THE TASK: Below is a block of records. Copy every line in it that contains the word "await".

--- DATA SUPPLIED ---

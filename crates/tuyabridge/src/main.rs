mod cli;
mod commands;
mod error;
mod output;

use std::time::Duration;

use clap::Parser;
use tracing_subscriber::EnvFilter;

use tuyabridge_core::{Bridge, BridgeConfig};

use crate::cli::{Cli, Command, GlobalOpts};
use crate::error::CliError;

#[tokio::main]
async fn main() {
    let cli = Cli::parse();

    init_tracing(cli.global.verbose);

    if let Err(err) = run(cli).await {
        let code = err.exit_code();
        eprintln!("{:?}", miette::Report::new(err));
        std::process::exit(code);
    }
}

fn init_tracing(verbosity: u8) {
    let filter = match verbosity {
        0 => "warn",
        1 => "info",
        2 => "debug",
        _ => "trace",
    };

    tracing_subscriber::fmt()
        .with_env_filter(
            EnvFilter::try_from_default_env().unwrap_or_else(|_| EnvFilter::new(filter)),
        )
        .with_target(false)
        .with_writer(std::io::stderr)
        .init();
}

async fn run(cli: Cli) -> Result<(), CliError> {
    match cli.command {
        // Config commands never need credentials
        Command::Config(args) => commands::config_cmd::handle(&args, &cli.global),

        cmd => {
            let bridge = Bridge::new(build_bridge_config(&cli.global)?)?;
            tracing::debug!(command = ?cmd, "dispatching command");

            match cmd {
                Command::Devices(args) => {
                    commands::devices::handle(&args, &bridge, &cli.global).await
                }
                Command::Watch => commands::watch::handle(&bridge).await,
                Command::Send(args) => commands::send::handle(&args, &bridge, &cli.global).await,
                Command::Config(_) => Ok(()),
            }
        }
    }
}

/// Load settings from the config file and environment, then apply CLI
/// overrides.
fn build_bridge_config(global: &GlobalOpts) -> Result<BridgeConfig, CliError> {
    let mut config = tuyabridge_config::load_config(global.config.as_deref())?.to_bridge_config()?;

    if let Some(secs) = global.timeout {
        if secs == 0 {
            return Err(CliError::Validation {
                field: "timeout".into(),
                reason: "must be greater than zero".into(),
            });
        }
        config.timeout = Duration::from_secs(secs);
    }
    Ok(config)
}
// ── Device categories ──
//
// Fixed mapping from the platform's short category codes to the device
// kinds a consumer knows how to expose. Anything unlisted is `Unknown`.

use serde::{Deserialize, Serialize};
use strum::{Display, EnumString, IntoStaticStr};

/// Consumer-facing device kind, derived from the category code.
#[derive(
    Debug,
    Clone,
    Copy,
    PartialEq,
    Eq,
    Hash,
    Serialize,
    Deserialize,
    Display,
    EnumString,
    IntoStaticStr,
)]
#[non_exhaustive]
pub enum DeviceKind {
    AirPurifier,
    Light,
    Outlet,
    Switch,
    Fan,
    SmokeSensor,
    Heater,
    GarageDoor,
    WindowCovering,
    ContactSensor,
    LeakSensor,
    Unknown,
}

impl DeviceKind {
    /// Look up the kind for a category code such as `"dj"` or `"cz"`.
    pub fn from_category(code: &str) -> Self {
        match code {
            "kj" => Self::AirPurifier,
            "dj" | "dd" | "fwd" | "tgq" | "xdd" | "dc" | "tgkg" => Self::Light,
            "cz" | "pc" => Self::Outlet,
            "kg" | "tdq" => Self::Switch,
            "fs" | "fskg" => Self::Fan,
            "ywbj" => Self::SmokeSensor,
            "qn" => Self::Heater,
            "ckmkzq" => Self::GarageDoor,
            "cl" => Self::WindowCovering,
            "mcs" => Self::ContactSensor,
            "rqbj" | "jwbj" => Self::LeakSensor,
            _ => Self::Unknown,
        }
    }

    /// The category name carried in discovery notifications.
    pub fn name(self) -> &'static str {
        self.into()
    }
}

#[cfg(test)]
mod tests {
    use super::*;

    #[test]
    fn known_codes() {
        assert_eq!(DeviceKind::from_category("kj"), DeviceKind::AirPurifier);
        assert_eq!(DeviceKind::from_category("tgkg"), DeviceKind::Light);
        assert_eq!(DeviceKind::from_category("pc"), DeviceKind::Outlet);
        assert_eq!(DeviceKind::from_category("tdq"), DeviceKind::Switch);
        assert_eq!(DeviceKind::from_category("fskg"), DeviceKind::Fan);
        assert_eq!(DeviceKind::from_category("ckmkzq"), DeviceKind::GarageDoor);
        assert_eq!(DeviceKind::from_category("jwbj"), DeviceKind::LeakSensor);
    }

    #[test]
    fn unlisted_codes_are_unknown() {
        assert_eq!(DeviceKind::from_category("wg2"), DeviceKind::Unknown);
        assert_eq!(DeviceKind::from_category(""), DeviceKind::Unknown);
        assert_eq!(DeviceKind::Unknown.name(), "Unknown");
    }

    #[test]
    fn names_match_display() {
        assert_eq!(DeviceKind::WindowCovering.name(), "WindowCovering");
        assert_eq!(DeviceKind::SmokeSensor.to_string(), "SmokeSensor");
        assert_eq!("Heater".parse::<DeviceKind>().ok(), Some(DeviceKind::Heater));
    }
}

---

RESPONSE TO THE TASK:
    if let Err(err) = run(cli).await {
                    commands::devices::handle(&args, &bridge, &cli.global).await
                Command::Watch => commands::watch::handle(&bridge).await,
                Command::Send(args) => commands::send::handle(&args, &bridge, &cli.global).await,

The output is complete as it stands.